Hey everyone new to forum and new to the "new car club" haha have a 2012 Cruze Eco AT with 17xx miles was wondering what everyones take was on the oil coming out of the factory and when you changed yours and what did you put in.


----------



## mcg75 (Mar 5, 2012)

Changed it at 3k miles to Mobil 1 and will follow the OLM now. 

The normal dexos oil has been shown not to last as long as the OLM says it does.


----------



## sciphi (Aug 26, 2011)

I changed the factory fill at less than 3000 miles and put in full synthetic Quaker State 5w-30. 

Use a full synthetic dexos1 oil, and it will be fine to 20% on the oil life monitor (OLM). The AC Delco synthetic blend dexos1 oil is only good for 4000-5000 miles in the 1.4 turbocharged engine in your and my Eco's. 
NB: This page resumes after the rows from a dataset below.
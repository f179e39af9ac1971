//! # Look-At Translator
//!
//! Drives the tactical camera from input. Three scroll sources compete for
//! one scroll slot:
//!
//! - **RMB**: dragging with the right button held past a small threshold.
//! - **Key**: the `META_SCROLL_*` / `META_END_SCROLL_*` pairs.
//! - **Screen edge**: the cursor resting on the viewport border.
//!
//! A source can only take the slot while it is free and only gives it back
//! to [`ScrollType::None`]. The offset for the active source is applied to
//! the [`View`](crate::View) on every frame tick.
//!
//! Rotate, pitch and field-of-view modes are toggled by their begin/end meta
//! messages; while one is on, mouse motion accumulates and is applied on the
//! next frame tick.

use crate::input::{ButtonTransition, MouseButton};
use crate::message::Message;
use crate::message_type::MessageType;
use crate::translator::{Disposition, TranslateContext, Translator};
use crate::types::{Coord2D, ICoord2D};
use serde::{Deserialize, Serialize};
use std::any::Any;
use tracing::{debug, trace};

/// Camera response tuning.
#[derive(Debug, Clone, Copy, PartialEq, Serialize, Deserialize)]
#[serde(default)]
pub struct LookAtSettings {
    pub horizontal_scroll_factor: f32,
    pub vertical_scroll_factor: f32,
    pub keyboard_scroll_factor: f32,
    /// Base per-tick scroll distance. Also the floor added along the drag
    /// direction while RMB scrolling.
    pub scroll_amount: f32,
    /// Border width in pixels that triggers edge scrolling.
    pub screen_edge_size: i32,
    /// Pixels the cursor must travel with the right button held before a
    /// drag turns into a scroll.
    pub rmb_scroll_threshold: i32,
    /// Radians per pixel of horizontal motion in rotate mode.
    pub rotate_factor: f32,
    /// Radians per pixel of vertical motion in pitch mode.
    pub pitch_factor: f32,
    /// Radians per pixel of vertical motion in field-of-view mode.
    pub fov_factor: f32,
    pub edge_scroll_enabled: bool,
}

impl Default for LookAtSettings {
    fn default() -> Self {
        Self {
            horizontal_scroll_factor: 1.0,
            vertical_scroll_factor: 1.0,
            keyboard_scroll_factor: 1.0,
            scroll_amount: 10.0,
            screen_edge_size: 3,
            rmb_scroll_threshold: 4,
            rotate_factor: 0.01,
            pitch_factor: 0.005,
            fov_factor: 0.005,
            edge_scroll_enabled: true,
        }
    }
}

/// Which source currently owns scrolling.
#[derive(Debug, Clone, Copy, PartialEq, Eq, Default, Serialize)]
pub enum ScrollType {
    #[default]
    None,
    Rmb,
    Key,
    ScreenEdge,
}

#[derive(Debug, Clone, Copy, PartialEq, Eq)]
enum Direction {
    Up,
    Down,
    Left,
    Right,
}

impl Direction {
    fn index(self) -> usize {
        self as usize
    }

    fn from_meta(kind: MessageType) -> Option<(Direction, bool)> {
        use MessageType as T;
        let decoded = match kind {
            T::MetaScrollUp => (Direction::Up, true),
            T::MetaScrollDown => (Direction::Down, true),
            T::MetaScrollLeft => (Direction::Left, true),
            T::MetaScrollRight => (Direction::Right, true),
            T::MetaEndScrollUp => (Direction::Up, false),
            T::MetaEndScrollDown => (Direction::Down, false),
            T::MetaEndScrollLeft => (Direction::Left, false),
            T::MetaEndScrollRight => (Direction::Right, false),
            _ => return None,
        };
        Some(decoded)
    }
}

/// Camera look-at translator.
#[derive(Debug)]
pub struct LookAtTranslator {
    settings: LookAtSettings,
    scroll: ScrollType,
    anchor: ICoord2D,
    cursor: ICoord2D,
    right_button_down: bool,
    /// The current right press turned into an RMB scroll.
    drag_scrolled: bool,
    held: [bool; 4],
    rotating: bool,
    pitching: bool,
    adjusting_fov: bool,
    last_motion: Option<ICoord2D>,
    pending_rotate: f32,
    pending_pitch: f32,
    pending_fov: f32,
    last_offset: Coord2D,
}

impl LookAtTranslator {
    pub fn new(settings: LookAtSettings) -> Self {
        Self {
            settings,
            scroll: ScrollType::None,
            anchor: ICoord2D::default(),
            cursor: ICoord2D::default(),
            right_button_down: false,
            drag_scrolled: false,
            held: [false; 4],
            rotating: false,
            pitching: false,
            adjusting_fov: false,
            last_motion: None,
            pending_rotate: 0.0,
            pending_pitch: 0.0,
            pending_fov: 0.0,
            last_offset: Coord2D::default(),
        }
    }

    pub fn settings(&self) -> &LookAtSettings {
        &self.settings
    }

    pub fn scroll_type(&self) -> ScrollType {
        self.scroll
    }

    /// Current RMB anchor in screen pixels.
    pub fn anchor(&self) -> ICoord2D {
        self.anchor
    }

    pub fn is_rotating(&self) -> bool {
        self.rotating
    }

    pub fn is_pitching(&self) -> bool {
        self.pitching
    }

    pub fn is_adjusting_fov(&self) -> bool {
        self.adjusting_fov
    }

    /// Offset applied on the most recent frame tick.
    pub fn last_scroll_offset(&self) -> Coord2D {
        self.last_offset
    }

    /// Claims the scroll slot for `kind`. Fails while another source holds it.
    pub fn try_begin_scroll(&mut self, kind: ScrollType) -> bool {
        if self.scroll != ScrollType::None || kind == ScrollType::None {
            return false;
        }
        debug!("🎥 Scroll started: {:?}", kind);
        self.scroll = kind;
        true
    }

    pub fn stop_scroll(&mut self) {
        if self.scroll != ScrollType::None {
            debug!("🎥 Scroll stopped: {:?}", self.scroll);
        }
        self.scroll = ScrollType::None;
    }

    fn any_held(&self) -> bool {
        self.held.iter().any(|h| *h)
    }

    fn at_screen_edge(&self, size: ICoord2D) -> bool {
        let edge = self.settings.screen_edge_size;
        let c = self.cursor;
        c.x < edge || c.y < edge || c.x >= size.x - edge || c.y >= size.y - edge
    }

    /// Keeps the anchor within half a viewport of the cursor on each axis.
    fn rehome_anchor(&mut self, size: ICoord2D) {
        let half = ICoord2D::new(size.x / 2, size.y / 2);
        let drag = self.cursor - self.anchor;
        if drag.x > half.x {
            self.anchor.x = self.cursor.x - half.x;
        } else if drag.x < -half.x {
            self.anchor.x = self.cursor.x + half.x;
        }
        if drag.y > half.y {
            self.anchor.y = self.cursor.y - half.y;
        } else if drag.y < -half.y {
            self.anchor.y = self.cursor.y + half.y;
        }
    }

    fn on_mouse_motion(&mut self, position: ICoord2D, ctx: &mut TranslateContext<'_>) {
        if let Some(previous) = self.last_motion {
            let motion = position - previous;
            if self.rotating {
                self.pending_rotate += motion.x as f32 * self.settings.rotate_factor;
            }
            if self.pitching {
                self.pending_pitch += motion.y as f32 * self.settings.pitch_factor;
            }
            if self.adjusting_fov {
                self.pending_fov += motion.y as f32 * self.settings.fov_factor;
            }
        }
        self.last_motion = Some(position);
        self.cursor = position;

        let size = ctx.client().view().size();
        if self.right_button_down {
            let drag = self.cursor - self.anchor;
            let threshold = self.settings.rmb_scroll_threshold;
            if self.scroll == ScrollType::None
                && (drag.x.abs() > threshold || drag.y.abs() > threshold)
                && self.try_begin_scroll(ScrollType::Rmb)
            {
                self.drag_scrolled = true;
            }
            if self.scroll == ScrollType::Rmb {
                self.rehome_anchor(size);
            }
        }

        if self.settings.edge_scroll_enabled {
            let at_edge = self.at_screen_edge(size);
            if at_edge && self.scroll == ScrollType::None {
                self.try_begin_scroll(ScrollType::ScreenEdge);
            } else if !at_edge && self.scroll == ScrollType::ScreenEdge {
                self.stop_scroll();
            }
        }
    }

    fn on_right_release(&mut self) {
        self.right_button_down = false;
        if self.scroll == ScrollType::Rmb {
            self.stop_scroll();
        }
    }

    fn scroll_offset(&self, size: ICoord2D) -> Coord2D {
        let s = &self.settings;
        match self.scroll {
            ScrollType::None => Coord2D::default(),
            ScrollType::Rmb => {
                let drag = self.cursor - self.anchor;
                let drag = Coord2D::new(drag.x as f32, drag.y as f32);
                let direction = drag.normalized();
                Coord2D::new(
                    s.horizontal_scroll_factor * (drag.x + direction.x * s.scroll_amount),
                    s.vertical_scroll_factor * (drag.y + direction.y * s.scroll_amount),
                )
            }
            ScrollType::Key => {
                let axis = |negative: Direction, positive: Direction| {
                    (self.held[positive.index()] as i32 - self.held[negative.index()] as i32) as f32
                };
                let amount = s.scroll_amount * s.keyboard_scroll_factor;
                Coord2D::new(
                    s.horizontal_scroll_factor * amount * axis(Direction::Left, Direction::Right),
                    s.vertical_scroll_factor * amount * axis(Direction::Up, Direction::Down),
                )
            }
            ScrollType::ScreenEdge => {
                let edge = s.screen_edge_size;
                let c = self.cursor;
                let x = if c.x < edge {
                    -1.0
                } else if c.x >= size.x - edge {
                    1.0
                } else {
                    0.0
                };
                let y = if c.y < edge {
                    -1.0
                } else if c.y >= size.y - edge {
                    1.0
                } else {
                    0.0
                };
                Coord2D::new(
                    s.horizontal_scroll_factor * s.scroll_amount * x,
                    s.vertical_scroll_factor * s.scroll_amount * y,
                )
            }
        }
    }

    fn on_frame_tick(&mut self, ctx: &mut TranslateContext<'_>) {
        let size = ctx.client().view().size();

        // A source that was blocked while another one scrolled takes over
        // once the slot frees up.
        if self.scroll == ScrollType::None {
            if self.any_held() {
                self.try_begin_scroll(ScrollType::Key);
            } else if self.settings.edge_scroll_enabled && self.last_motion.is_some() && self.at_screen_edge(size) {
                self.try_begin_scroll(ScrollType::ScreenEdge);
            }
        }

        let offset = self.scroll_offset(size);
        self.last_offset = offset;
        let view = ctx.view_mut();
        view.scroll_by(offset);

        if self.pending_rotate != 0.0 {
            view.rotate_by(self.pending_rotate);
        }
        if self.pending_pitch != 0.0 {
            view.pitch_by(self.pending_pitch);
        }
        if self.pending_fov != 0.0 {
            view.adjust_fov_by(self.pending_fov);
        }
        self.pending_rotate = 0.0;
        self.pending_pitch = 0.0;
        self.pending_fov = 0.0;

        if !offset.is_zero() {
            trace!("🎥 Scrolled by ({:.1}, {:.1}) via {:?}", offset.x, offset.y, self.scroll);
        }
    }

    fn on_scroll_key(&mut self, direction: Direction, pressed: bool) {
        self.held[direction.index()] = pressed;
        if pressed {
            if self.scroll == ScrollType::None {
                self.try_begin_scroll(ScrollType::Key);
            }
        } else if !self.any_held() && self.scroll == ScrollType::Key {
            self.stop_scroll();
        }
    }
}

impl Translator for LookAtTranslator {
    fn name(&self) -> &str {
        "look_at"
    }

    fn translate(&mut self, message: &Message, ctx: &mut TranslateContext<'_>) -> Disposition {
        use MessageType as T;
        let kind = message.kind();

        if let Some((direction, pressed)) = Direction::from_meta(kind) {
            self.on_scroll_key(direction, pressed);
            return Disposition::Destroy;
        }

        match kind {
            T::FrameTick => {
                self.on_frame_tick(ctx);
                Disposition::Keep
            }
            T::RawMousePosition => {
                self.on_mouse_motion(message.pixel(0), ctx);
                Disposition::Keep
            }
            T::MouseRightClick | T::MouseRightDoubleClick => {
                self.on_right_release();
                if std::mem::take(&mut self.drag_scrolled) {
                    trace!("🎥 Swallowed {} ending a drag scroll", kind);
                    Disposition::Destroy
                } else {
                    Disposition::Keep
                }
            }
            T::MetaBeginCameraRotate | T::MetaEndCameraRotate => {
                self.rotating = kind == T::MetaBeginCameraRotate;
                Disposition::Destroy
            }
            T::MetaBeginCameraPitch | T::MetaEndCameraPitch => {
                self.pitching = kind == T::MetaBeginCameraPitch;
                Disposition::Destroy
            }
            T::MetaBeginCameraFov | T::MetaEndCameraFov => {
                self.adjusting_fov = kind == T::MetaBeginCameraFov;
                Disposition::Destroy
            }
            T::MetaCameraReset => {
                ctx.view_mut().reset();
                Disposition::Destroy
            }
            _ => {
                match MouseButton::from_raw(kind) {
                    Some((MouseButton::Right, ButtonTransition::Down | ButtonTransition::DoubleClick)) => {
                        self.right_button_down = true;
                        self.drag_scrolled = false;
                        self.anchor = message.pixel(0);
                        self.cursor = self.anchor;
                    }
                    Some((MouseButton::Right, ButtonTransition::Up)) => {
                        self.on_right_release();
                        self.drag_scrolled = false;
                    }
                    _ => {}
                }
                Disposition::Keep
            }
        }
    }

    fn as_any(&self) -> &dyn Any {
        self
    }
}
Don't go past 20% on the OLM, and the engine will live a long life.


----------



## GoldenCruze (Dec 18, 2011)

I waited until the oil level monitor was at 11%, which was over 9000 miles for me. Changed to Mobile 1.


----------



## jblackburn (Apr 14, 2012)

3000 (or 4?) and switched to synthetic for me too. Generally you want to get the break in oil out of there on a new car before too long. 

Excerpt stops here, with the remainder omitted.